For their part, the pome fruits -in a new harvest and pricing season for 2024- behaved differently. The apple presented an increase both at origin (11.5%) and at destination (14.3%), but the pear It only increased for the producer (14.1%), since it decreased for the consumer by 5.4%.

Lastly, the zucchinia product that rose at both ends of the chain: 34.2% at origin and 21.2% at destination.

Among the products with the smallest gap There are three fruit and vegetable crops and two of animal origin. The latter are the chicken (1,6) and the egg (1.8), products that generally have an integrated production system – all actors in their respective value chains are part of the business risk – increased both at origin and destination.

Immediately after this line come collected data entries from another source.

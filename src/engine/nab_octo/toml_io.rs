use serde::de::DeserializeOwned;
use serde::Serialize;
use std::io::{Read, Write};

#[derive(Debug)]
pub enum TomlError
{
    Io(std::io::Error),
    Parse(toml::de::Error),
    Serialize(toml::ser::Error),
}
impl std::fmt::Display for TomlError
{
    fn fmt(&self, f: &mut std::fmt::Formatter<'_>) -> std::fmt::Result { std::fmt::Debug::fmt(self, f) }
}
impl std::error::Error for TomlError { }

pub trait TomlRead: DeserializeOwned
{
    fn from_toml_str(toml: &str) -> Result<Self, TomlError>
    {
        toml::from_str(toml).map_err(TomlError::Parse)
    }

    fn load(reader: &mut impl Read) -> Result<Self, TomlError>
    {
        let mut buf = String::new();
        reader.read_to_string(&mut buf).map_err(TomlError::Io)?;
        Self::from_toml_str(&buf)
    }
}

pub trait TomlWrite: Serialize
{
    fn to_toml_string(&self, prettify: bool) -> Result<String, TomlError>
    {
        match prettify
        {
            true => toml::to_string_pretty(self),
            false => toml::to_string(self),
        }.map_err(TomlError::Serialize)
    }

    fn save(&self, prettify: bool, writer: &mut impl Write) -> Result<(), TomlError>
    {
        let toml = self.to_toml_string(prettify)?;
        writer.write_all(toml.as_bytes()).map_err(TomlError::Io)
    }
}

#[cfg(test)]
mod tests
{
    use super::*;
    use serde::Deserialize;

    #[derive(Debug, PartialEq, Serialize, Deserialize)]
    struct Settings
    {
        name: String,
        count: u32,
    }
    impl TomlRead for Settings { }
    impl TomlWrite for Settings { }

    #[test]
    fn round_trip()
    {
        let settings = Settings { name: "donk".to_string(), count: 5 };
        let mut buf = Vec::new();
        settings.save(true, &mut buf).unwrap();

        let loaded = Settings::load(&mut buf.as_slice()).unwrap();
        assert_eq!(settings, loaded);
    }

    #[test]
    fn bad_input()
    {
        let err = Settings::from_toml_str("name = 5").unwrap_err();
        assert!(matches!(err, TomlError::Parse(_)));
    }
}
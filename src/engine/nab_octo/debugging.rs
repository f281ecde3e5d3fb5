// Panics in debug builds, compiles to nothing in release. Callers log before invoking this
// so the failure is still visible in release builds.
#[macro_export]
macro_rules! debug_panic
{
    ($($arg:tt)*) =>
    {
        if cfg!(debug_assertions)
        {
            panic!($($arg)*)
        }
    }
}

#[cfg(test)]
mod tests
{
    #[test]
    #[cfg_attr(debug_assertions, should_panic(expected = "broken invariant 3"))]
    fn panics_only_in_debug()
    {
        debug_panic!("broken invariant {}", 3);
    }
}
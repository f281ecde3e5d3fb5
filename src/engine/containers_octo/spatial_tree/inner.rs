use smallvec::SmallVec;
use math_octo::{Intersection, Intersects};
use nab_octo::debug_panic;
use crate::{FreeVec, Link};
use crate::spatial_tree::{ElementId, QueryScratch, SpatialBound, TreeConfig};

pub(super) const ROOT: usize = 0;

pub(super) struct Element<T, B>
{
    pub(super) item: T,
    pub(super) bound: B,
}

// One entry in a leaf's singly linked element list
#[derive(Clone, Copy)]
pub(super) struct ElementLink
{
    pub(super) element: u32, // slot index in TreeInner::elements
    pub(super) next: Link,
}

#[derive(Clone, Copy, Debug, PartialEq, Eq)]
pub(super) enum Node
{
    Leaf { head: Link, count: u32 },
    Branch { first_child: u32 }, // B::CHILD_COUNT contiguous nodes
}
impl Node
{
    pub(super) const EMPTY_LEAF: Node = Node::Leaf { head: Link::none(), count: 0 };
}

// Node bounds are not stored, they are derived from the root on the way down
#[derive(Clone, Copy)]
pub(super) struct NodeVisit<B>
{
    pub(super) index: usize,
    pub(super) bound: B,
    pub(super) depth: u32,
}
impl<B: SpatialBound> NodeVisit<B>
{
    #[inline]
    pub(super) fn child(self, first_child: u32, i: usize) -> Self
    {
        Self
        {
            index: first_child as usize + i,
            bound: self.bound.child(i),
            depth: self.depth + 1,
        }
    }
}

pub(super) type NodeStack<B> = SmallVec<[NodeVisit<B>; 32]>;

pub(super) struct TreeInner<T, B>
{
    pub(super) elements: FreeVec<Element<T, B>>,
    pub(super) links: FreeVec<ElementLink>,
    pub(super) nodes: Vec<Node>,
    pub(super) free_groups: Vec<u32>, // first child of each freed sibling group
    pub(super) overflow: Link, // elements reaching past the root, tested individually by every query
    pub(super) root_bound: B,
    pub(super) config: TreeConfig,
}
impl<T, B: SpatialBound> TreeInner<T, B>
{
    pub(super) fn new(root_bound: B, config: TreeConfig) -> Self
    {
        Self
        {
            elements: FreeVec::new(),
            links: FreeVec::new(),
            nodes: vec![Node::EMPTY_LEAF],
            free_groups: Vec::new(),
            overflow: Link::none(),
            root_bound,
            config,
        }
    }

    #[inline]
    pub(super) fn root_visit(&self) -> NodeVisit<B>
    {
        NodeVisit { index: ROOT, bound: self.root_bound, depth: 0 }
    }

    #[inline]
    pub(super) fn node_count(&self) -> usize
    {
        self.nodes.len() - self.free_groups.len() * B::CHILD_COUNT
    }

    pub(super) fn insert(&mut self, bound: B, item: T) -> Option<ElementId>
    {
        if !self.root_bound.overlaps(bound)
        {
            log::trace!("Rejecting element at {bound:?}, outside of root {:?}", self.root_bound);
            return None;
        }

        let key = self.elements.emplace(Element { item, bound });
        self.thread(key.index() as u32, bound);
        Some(ElementId(key))
    }

    // Link the element into every leaf it overlaps, and into the overflow list if it sticks out of the root
    pub(super) fn thread(&mut self, element: u32, bound: B)
    {
        if !self.root_bound.fully_contains(bound)
        {
            let link = self.links.emplace(ElementLink { element, next: self.overflow });
            self.overflow = Link::some(link.index());
        }
        self.route(self.root_visit(), element, bound);
    }

    // Thread the element into every leaf below start that its bound overlaps
    fn route(&mut self, start: NodeVisit<B>, element: u32, bound: B)
    {
        let mut stack = NodeStack::new();
        stack.push(start);
        while let Some(visit) = stack.pop()
        {
            match self.nodes[visit.index]
            {
                Node::Branch { first_child } =>
                {
                    push_overlapping_children(&mut stack, visit, first_child, bound);
                }
                Node::Leaf { head, count } =>
                {
                    let link = self.links.emplace(ElementLink { element, next: head });
                    let count = count + 1;
                    self.nodes[visit.index] = Node::Leaf { head: Link::some(link.index()), count };

                    if count > self.config.max_elements_per_leaf &&
                        visit.depth < self.config.max_depth &&
                        visit.bound.contains(bound)
                    {
                        self.split(visit);
                    }
                }
            }
        }
    }

    // Convert a leaf to a branch and push its elements down into the new children
    fn split(&mut self, visit: NodeVisit<B>)
    {
        let Node::Leaf { head, count } = self.nodes[visit.index]
        else
        {
            unreachable!("Splitting branch node {}", visit.index);
        };
        log::trace!("Splitting node {} at depth {} ({count} elements)", visit.index, visit.depth);

        let mut pulled: SmallVec<[u32; 32]> = SmallVec::with_capacity(count as usize);
        let mut cursor = head;
        while let Some(l) = cursor.get()
        {
            let Some(link) = self.links.erase_at(l)
            else
            {
                log::error!("Node {} links to freed element link {l}", visit.index);
                debug_panic!("Node {} links to freed element link {l}", visit.index);
                break;
            };
            pulled.push(link.element);
            cursor = link.next;
        }

        let first_child = self.alloc_children();
        self.nodes[visit.index] = Node::Branch { first_child };
        for element in pulled
        {
            let bound = self.elements[element as usize].bound;
            self.route(visit, element, bound);
        }
    }

    fn alloc_children(&mut self) -> u32
    {
        match self.free_groups.pop()
        {
            Some(first) =>
            {
                let start = first as usize;
                self.nodes[start..(start + B::CHILD_COUNT)].fill(Node::EMPTY_LEAF);
                first
            }
            None =>
            {
                let first = self.nodes.len();
                self.nodes.resize(first + B::CHILD_COUNT, Node::EMPTY_LEAF);
                first as u32
            }
        }
    }

    // Drop the element's link from the list starting at head. Returns the new head if the element was in the list
    fn remove_from_list(&mut self, head: Link, element: u32) -> Option<Link>
    {
        let mut prev = Link::none();
        let mut cursor = head;
        while let Some(l) = cursor.get()
        {
            let link = self.links[l];
            if link.element != element
            {
                prev = cursor;
                cursor = link.next;
                continue;
            }

            self.links.erase_at(l);
            return Some(match prev.get()
            {
                Some(p) =>
                {
                    self.links[p].next = link.next;
                    head
                }
                None => link.next,
            });
        }
        None
    }

    // Remove the element from every leaf its bound routes to. Returns false if no leaf referenced it
    pub(super) fn unlink(&mut self, element: u32, bound: B) -> bool
    {
        if !self.root_bound.fully_contains(bound)
        {
            match self.remove_from_list(self.overflow, element)
            {
                Some(head) => self.overflow = head,
                None =>
                {
                    log::error!("Element {element} at {bound:?} is missing from the overflow list");
                    debug_panic!("Element {element} at {bound:?} is missing from the overflow list");
                }
            }
        }

        let mut found = false;
        let mut stack = NodeStack::new();
        stack.push(self.root_visit());
        while let Some(visit) = stack.pop()
        {
            match self.nodes[visit.index]
            {
                Node::Branch { first_child } =>
                {
                    push_overlapping_children(&mut stack, visit, first_child, bound);
                }
                Node::Leaf { head, count } =>
                {
                    if let Some(head) = self.remove_from_list(head, element)
                    {
                        self.nodes[visit.index] = Node::Leaf { head, count: count - 1 };
                        found = true;
                    }
                }
            }
        }
        found
    }

    // Returns whether any leaf referenced the element, along with the removed item
    pub(super) fn remove(&mut self, id: ElementId) -> Option<(bool, T)>
    {
        let bound = self.elements.get(id.0)?.bound;
        let found = self.unlink(id.index() as u32, bound);
        if !found
        {
            log::error!("{id:?} at {bound:?} was not referenced by any leaf");
            debug_panic!("{id:?} at {bound:?} was not referenced by any leaf");
        }
        self.elements.erase(id.0).map(|e| (found, e.item))
    }

    pub(super) fn relocate(&mut self, id: ElementId, new_bound: B) -> bool
    {
        let Some(old_bound) = self.elements.get(id.0).map(|e| e.bound) else { return false; };
        if !self.root_bound.overlaps(new_bound)
        {
            log::trace!("Not moving {id:?} to {new_bound:?}, outside of root {:?}", self.root_bound);
            return false;
        }

        let element = id.index() as u32;
        if !self.unlink(element, old_bound)
        {
            log::error!("{id:?} at {old_bound:?} was not referenced by any leaf");
            debug_panic!("{id:?} at {old_bound:?} was not referenced by any leaf");
        }
        self.elements[id.index()].bound = new_bound;
        self.thread(element, new_bound);
        true
    }

    // Appends every element intersecting the shape to out, each one once
    pub(super) fn query_into(&self, shape: &B::Query, scratch: &mut QueryScratch, out: &mut Vec<ElementId>)
    {
        scratch.ensure_capacity(self.elements.capacity());
        let first_emitted = out.len();

        // the flag marks subtrees already known to be entirely inside the shape
        let mut stack: SmallVec<[(NodeVisit<B>, bool); 32]> = SmallVec::new();
        stack.push((self.root_visit(), false));
        while let Some((visit, inside)) = stack.pop()
        {
            let hit = match inside
            {
                true => Intersection::FullyContained,
                false => shape.get_intersection(visit.bound),
            };
            if hit.is_none()
            {
                continue;
            }

            match self.nodes[visit.index]
            {
                Node::Branch { first_child } =>
                {
                    let inside = hit == Intersection::FullyContained;
                    for i in 0..B::CHILD_COUNT
                    {
                        stack.push((visit.child(first_child, i), inside));
                    }
                }
                Node::Leaf { head, .. } =>
                {
                    self.emit_list(head, hit == Intersection::FullyContained, shape, scratch, out);
                }
            }
        }
        // the parts of these outside the root are not covered by any node
        self.emit_list(self.overflow, false, shape, scratch, out);

        for id in &out[first_emitted..]
        {
            scratch.unmark(id.index());
        }
    }

    fn emit_list(&self, head: Link, accept_all: bool, shape: &B::Query, scratch: &mut QueryScratch, out: &mut Vec<ElementId>)
    {
        let mut cursor = head;
        while let Some(l) = cursor.get()
        {
            let link = self.links[l];
            cursor = link.next;

            let index = link.element as usize;
            let Some(key) = self.elements.key_at(index) else { continue; };
            if (accept_all || shape.intersects(self.elements[index].bound)) && scratch.mark(index)
            {
                out.push(ElementId(key));
            }
        }
    }

    // Every node reachable from the root, parents before children, child 0 first
    pub(super) fn for_each_node(&self, mut visitor: impl FnMut(NodeVisit<B>, Node))
    {
        let mut stack = NodeStack::new();
        stack.push(self.root_visit());
        while let Some(visit) = stack.pop()
        {
            let node = self.nodes[visit.index];
            visitor(visit, node);
            if let Node::Branch { first_child } = node
            {
                for i in (0..B::CHILD_COUNT).rev()
                {
                    stack.push(visit.child(first_child, i));
                }
            }
        }
    }

    // Slot indices of every element referenced by a leaf, each once
    pub(super) fn collect_referenced(&self) -> Vec<u32>
    {
        let mut scratch = QueryScratch::new();
        scratch.ensure_capacity(self.elements.capacity());

        let mut referenced = Vec::with_capacity(self.elements.len());
        self.for_each_node(|_, node|
        {
            let Node::Leaf { head, .. } = node else { return; };
            let mut cursor = head;
            while let Some(l) = cursor.get()
            {
                let link = self.links[l];
                cursor = link.next;
                if scratch.mark(link.element as usize)
                {
                    referenced.push(link.element);
                }
            }
        });
        referenced
    }
}

fn push_overlapping_children<B: SpatialBound>(stack: &mut NodeStack<B>, visit: NodeVisit<B>, first_child: u32, bound: B)
{
    for i in 0..B::CHILD_COUNT
    {
        let child = visit.child(first_child, i);
        if child.bound.overlaps(bound)
        {
            stack.push(child);
        }
    }
}
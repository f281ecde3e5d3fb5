use std::error::Error;
use std::fmt::{Debug, Display, Formatter};
use nab_octo::{TomlError, TomlRead, TomlWrite};
use serde::{Deserialize, Serialize};

#[derive(Debug, Clone, Copy, PartialEq, Eq, Serialize, Deserialize)]
#[serde(default)]
pub struct TreeConfig
{
    // a leaf holding more than this many elements splits (if depth and bounds allow)
    pub max_elements_per_leaf: u32,
    // the root is at depth 0
    pub max_depth: u32,
}
impl TreeConfig
{
    pub const DEPTH_LIMIT: u32 = 32;

    #[inline] #[must_use]
    pub const fn new(max_elements_per_leaf: u32, max_depth: u32) -> Self
    {
        Self { max_elements_per_leaf, max_depth }
    }

    pub fn validate(self) -> Result<Self, ConfigError>
    {
        if self.max_elements_per_leaf == 0
        {
            return Err(ConfigError::ZeroElementsPerLeaf);
        }
        if self.max_depth > Self::DEPTH_LIMIT
        {
            return Err(ConfigError::DepthTooLarge { max_depth: self.max_depth });
        }
        Ok(self)
    }

    // Parse and validate a config, missing fields take their defaults
    pub fn load_toml(toml: &str) -> Result<Self, ConfigError>
    {
        Self::from_toml_str(toml).map_err(ConfigError::Toml)?.validate()
    }
}
impl Default for TreeConfig
{
    fn default() -> Self
    {
        Self
        {
            max_elements_per_leaf: 16,
            max_depth: 16,
        }
    }
}
impl TomlRead for TreeConfig { }
impl TomlWrite for TreeConfig { }

#[derive(Debug)]
pub enum ConfigError
{
    Toml(TomlError),
    ZeroElementsPerLeaf,
    DepthTooLarge { max_depth: u32 },
}
impl Display for ConfigError
{
    fn fmt(&self, f: &mut Formatter<'_>) -> std::fmt::Result { Debug::fmt(self, f) }
}
impl Error for ConfigError { }
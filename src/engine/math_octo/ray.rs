use glam::{Vec2, Vec3};
use crate::geometry_tests::clip_slabs;
use crate::{Intersection, Intersects, Rect, AABB};

// A half-line. direction does not need to be normalized
#[derive(Debug, Clone, Copy, PartialEq)]
pub struct Ray
{
    pub origin: Vec3,
    pub direction: Vec3,
}
impl Ray
{
    #[inline] #[must_use]
    pub fn new(origin: Vec3, direction: Vec3) -> Self { Self { origin, direction } }
}
impl Intersects<AABB> for Ray
{
    fn get_intersection(&self, other: AABB) -> Intersection
    {
        match clip_slabs(self.origin.to_array(), self.direction.to_array(), other.min.to_array(), other.max.to_array(), 0.0, f32::INFINITY)
        {
            true => Intersection::Overlapping,
            false => Intersection::None,
        }
    }
}

#[derive(Debug, Clone, Copy, PartialEq)]
pub struct Segment
{
    pub start: Vec3,
    pub end: Vec3,
}
impl Segment
{
    #[inline] #[must_use]
    pub fn new(start: Vec3, end: Vec3) -> Self { Self { start, end } }
}
impl Intersects<AABB> for Segment
{
    fn get_intersection(&self, other: AABB) -> Intersection
    {
        let dir = self.end - self.start;
        match clip_slabs(self.start.to_array(), dir.to_array(), other.min.to_array(), other.max.to_array(), 0.0, 1.0)
        {
            true => Intersection::Overlapping,
            false => Intersection::None,
        }
    }
}

#[derive(Debug, Clone, Copy, PartialEq)]
pub struct Segment2
{
    pub start: Vec2,
    pub end: Vec2,
}
impl Segment2
{
    #[inline] #[must_use]
    pub fn new(start: Vec2, end: Vec2) -> Self { Self { start, end } }
}
impl Intersects<Rect> for Segment2
{
    fn get_intersection(&self, other: Rect) -> Intersection
    {
        let dir = self.end - self.start;
        match clip_slabs(self.start.to_array(), dir.to_array(), other.min.to_array(), other.max.to_array(), 0.0, 1.0)
        {
            true => Intersection::Overlapping,
            false => Intersection::None,
        }
    }
}
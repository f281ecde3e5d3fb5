use std::fmt::{Debug, Formatter};
use glam::{Mat4, Vec3, Vec4};
use nab_octo::utils::ShortTypeName;
use crate::{Facing, GetFacing, Intersection, Intersects, Plane, AABB};

#[derive(Clone, PartialEq)]
pub struct Frustum
{
    pub planes: [Plane; 6], // ordered left, right, top, bottom, near, far; normals point outward
}
impl Frustum
{
    // if input is projection, planes are in view space
    // if view projection, planes are in world space
    // expects a [0, 1] clip depth range (what glam's perspective_* produce)
    #[must_use]
    pub fn from_matrix(col_major_mtx: &Mat4) -> Self
    {
        let rows = col_major_mtx.transpose(); // glam stores in column-major

        // clip space half-spaces with the inside where dot(v, (p, 1)) >= 0
        let outward = |v: Vec4| Plane(Vec4::new(-v.x, -v.y, -v.z, v.w)).normalized();
        let planes =
        [
            outward(rows.w_axis + rows.x_axis), // left
            outward(rows.w_axis - rows.x_axis), // right
            outward(rows.w_axis - rows.y_axis), // top
            outward(rows.w_axis + rows.y_axis), // bottom
            outward(rows.z_axis), // near
            outward(rows.w_axis - rows.z_axis), // far
        ];
        Self { planes }
    }

    #[inline] #[must_use] pub fn left(&self) -> Plane { self.planes[0] }
    #[inline] #[must_use] pub fn right(&self) -> Plane { self.planes[1] }
    #[inline] #[must_use] pub fn top(&self) -> Plane { self.planes[2] }
    #[inline] #[must_use] pub fn bottom(&self) -> Plane { self.planes[3] }
    #[inline] #[must_use] pub fn near(&self) -> Plane { self.planes[4] }
    #[inline] #[must_use] pub fn far(&self) -> Plane { self.planes[5] }

    // The four side planes, i.e. the frustum without its near and far caps
    #[inline] #[must_use]
    pub fn side_planes(&self) -> &[Plane] { &self.planes[..4] }

    // Like get_intersection, but ignores the near and far planes (an infinitely deep frustum)
    #[must_use]
    pub fn get_intersection_no_depth(&self, aabb: AABB) -> Intersection
    {
        classify_aabb(self.side_planes(), aabb)
    }
}
impl Debug for Frustum
{
    fn fmt(&self, f: &mut Formatter<'_>) -> std::fmt::Result
    {
        f.debug_struct(Self::short_type_name())
            .field("left", &self.left())
            .field("right", &self.right())
            .field("top", &self.top())
            .field("bottom", &self.bottom())
            .field("near", &self.near())
            .field("far", &self.far())
            .finish()
    }
}

// Exact box classification. The per-plane pass settles most boxes; one that straddles planes near
// an edge or corner of the volume only overlaps if the region inside every plane and the box has a vertex
fn classify_aabb(planes: &[Plane], aabb: AABB) -> Intersection
{
    let mut straddling = false;
    for p in planes
    {
        match p.get_facing(aabb)
        {
            Facing::InFront => return Intersection::None,
            Facing::On => straddling = true,
            Facing::Behind => {},
        }
    }
    if !straddling
    {
        return Intersection::FullyContained;
    }
    match has_common_vertex(planes, aabb)
    {
        true => Intersection::Overlapping,
        false => Intersection::None,
    }
}

const MAX_CLIP_PLANES: usize = 12;

// Intersect the half-spaces behind every plane with the box. The result is bounded, so it is
// non-empty exactly when some three of its planes meet at a point behind all the others
fn has_common_vertex(planes: &[Plane], aabb: AABB) -> bool
{
    debug_assert!(planes.len() + 6 <= MAX_CLIP_PLANES);
    let mut clip = [Plane::NULL; MAX_CLIP_PLANES];
    let count = planes.len() + 6;
    clip[..planes.len()].copy_from_slice(planes);
    clip[planes.len()..count].copy_from_slice(&
    [
        Plane::new(Vec3::NEG_X, -aabb.min.x),
        Plane::new(Vec3::X, aabb.max.x),
        Plane::new(Vec3::NEG_Y, -aabb.min.y),
        Plane::new(Vec3::Y, aabb.max.y),
        Plane::new(Vec3::NEG_Z, -aabb.min.z),
        Plane::new(Vec3::Z, aabb.max.z),
    ]);
    let clip = &clip[..count];

    // touching counts as overlapping
    let tolerance = 1e-4 * aabb.min.abs().max(aabb.max.abs()).max_element().max(1.0);
    for i in 0..count
    {
        for j in (i + 1)..count
        {
            let ij = clip[i].normal().cross(clip[j].normal());
            for k in (j + 1)..count
            {
                let det = clip[k].normal().dot(ij);
                if det.abs() < 1e-6
                {
                    continue;
                }

                let vertex = (clip[i].distance() * clip[j].normal().cross(clip[k].normal()) +
                    clip[j].distance() * clip[k].normal().cross(clip[i].normal()) +
                    clip[k].distance() * ij) / det;
                if clip.iter().all(|p| p.signed_distance(vertex) <= tolerance)
                {
                    return true;
                }
            }
        }
    }
    false
}

impl Intersects<AABB> for Frustum
{
    fn get_intersection(&self, other: AABB) -> Intersection
    {
        classify_aabb(&self.planes, other)
    }
}

#[cfg(test)]
mod tests
{
    use std::f32::consts::FRAC_PI_2;
    use approx::assert_relative_eq;
    use super::*;

    // camera at the origin looking down +Z, 90 degree fov, depth 1..10
    fn test_frustum() -> Frustum
    {
        let projection = Mat4::perspective_lh(FRAC_PI_2, 1.0, 1.0, 10.0);
        let view = Mat4::look_at_lh(Vec3::ZERO, Vec3::Z, Vec3::Y);
        Frustum::from_matrix(&(projection * view))
    }

    #[test]
    fn planes()
    {
        let frustum = test_frustum();
        let recip_sqrt2 = 1.0 / 2.0_f32.sqrt();

        let expected_planes = [
            Plane::new(Vec3::new(-recip_sqrt2, 0.0, -recip_sqrt2), 0.0),
            Plane::new(Vec3::new(recip_sqrt2, 0.0, -recip_sqrt2), 0.0),
            Plane::new(Vec3::new(0.0, recip_sqrt2, -recip_sqrt2), 0.0),
            Plane::new(Vec3::new(0.0, -recip_sqrt2, -recip_sqrt2), 0.0),
            Plane::new(Vec3::new(0.0, 0.0, -1.0), -1.0),
            Plane::new(Vec3::new(0.0, 0.0, 1.0), 10.0),
        ];

        for (i, plane) in frustum.planes.iter().enumerate()
        {
            let expected = &expected_planes[i];
            assert!(
                plane.normal().abs_diff_eq(expected.normal(), 1e-5),
                "Plane {i} normal mismatch: got {:?}, expected {:?}", plane.normal(), expected.normal());
            assert_relative_eq!(plane.distance(), expected.distance(), epsilon = 1e-4);
        }
    }

    #[test]
    fn aabbs()
    {
        let frustum = test_frustum();
        let inside = AABB::new(Vec3::new(-1.0, -1.0, 4.0), Vec3::new(1.0, 1.0, 6.0));
        let straddling_far = AABB::new(Vec3::new(-1.0, -1.0, 9.0), Vec3::new(1.0, 1.0, 12.0));
        let behind = AABB::new(Vec3::new(-1.0, -1.0, -6.0), Vec3::new(1.0, 1.0, -4.0));
        let beside = AABB::new(Vec3::new(20.0, -1.0, 4.0), Vec3::new(22.0, 1.0, 6.0));

        assert_eq!(frustum.get_intersection(inside), Intersection::FullyContained);
        assert_eq!(frustum.get_intersection(straddling_far), Intersection::Overlapping);
        assert_eq!(frustum.get_intersection(behind), Intersection::None);
        assert_eq!(frustum.get_intersection(beside), Intersection::None);
    }

    #[test]
    fn aabbs_no_depth()
    {
        let frustum = test_frustum();
        let straddling_far = AABB::new(Vec3::new(-1.0, -1.0, 9.0), Vec3::new(1.0, 1.0, 12.0));
        let past_far = AABB::new(Vec3::new(-1.0, -1.0, 50.0), Vec3::new(1.0, 1.0, 60.0));
        let before_near = AABB::new(Vec3::new(-0.1, -0.1, 0.2), Vec3::new(0.1, 0.1, 0.5));
        let behind = AABB::new(Vec3::new(-1.0, -1.0, -6.0), Vec3::new(1.0, 1.0, -4.0));

        assert_eq!(frustum.get_intersection_no_depth(straddling_far), Intersection::FullyContained);
        assert_eq!(frustum.get_intersection_no_depth(past_far), Intersection::FullyContained);
        assert_eq!(frustum.get_intersection_no_depth(before_near), Intersection::FullyContained);
        assert_eq!(frustum.get_intersection(past_far), Intersection::None);
        // behind the camera is still outside of the side planes
        assert_eq!(frustum.get_intersection_no_depth(behind), Intersection::None);
    }

    #[test]
    fn aabbs_past_an_edge()
    {
        let frustum = test_frustum();

        // partly behind the left plane and partly behind the far plane, but never both at once
        let past_far_left = AABB::new(Vec3::new(-11.0, -0.5, 9.5), Vec3::new(-10.1, 0.5, 10.5));
        assert_eq!(frustum.get_intersection(past_far_left), Intersection::None);
        assert_eq!(frustum.get_intersection_no_depth(past_far_left), Intersection::Overlapping);

        // nudged inwards it reaches the corner
        let at_far_left = AABB::new(Vec3::new(-11.0, -0.5, 9.5), Vec3::new(-9.9, 0.5, 10.5));
        assert_eq!(frustum.get_intersection(at_far_left), Intersection::Overlapping);

        // behind the camera, straddling all four side planes
        let behind_apex = AABB::new(Vec3::new(-1.0, -1.0, -1.0), Vec3::new(1.0, 1.0, -0.5));
        assert_eq!(frustum.get_intersection_no_depth(behind_apex), Intersection::None);
        assert_eq!(frustum.get_intersection(behind_apex), Intersection::None);

        // wrapped around the apex and reaching past the near plane
        let around_apex = AABB::new(Vec3::splat(-1.0), Vec3::new(1.0, 1.0, 2.0));
        assert_eq!(frustum.get_intersection_no_depth(around_apex), Intersection::Overlapping);
        assert_eq!(frustum.get_intersection(around_apex), Intersection::Overlapping);
    }
}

He chicken it rose 0.5% in gondola and 73.8% at origin, due to a rearrangement of prices; while the egg it increased 31.9% for the producer and 19.4% for the consumer.

For his part, the cabbage and the Strawberry They also increased their prices at both ends of the chain: 7% and 10.2% to the producer, while on the gondola they showed an increase of 37% and 1.4% respectively.

Lastly, the peppera vegetable whose prices fell 31.5% at origin and 0.7% to the consumer.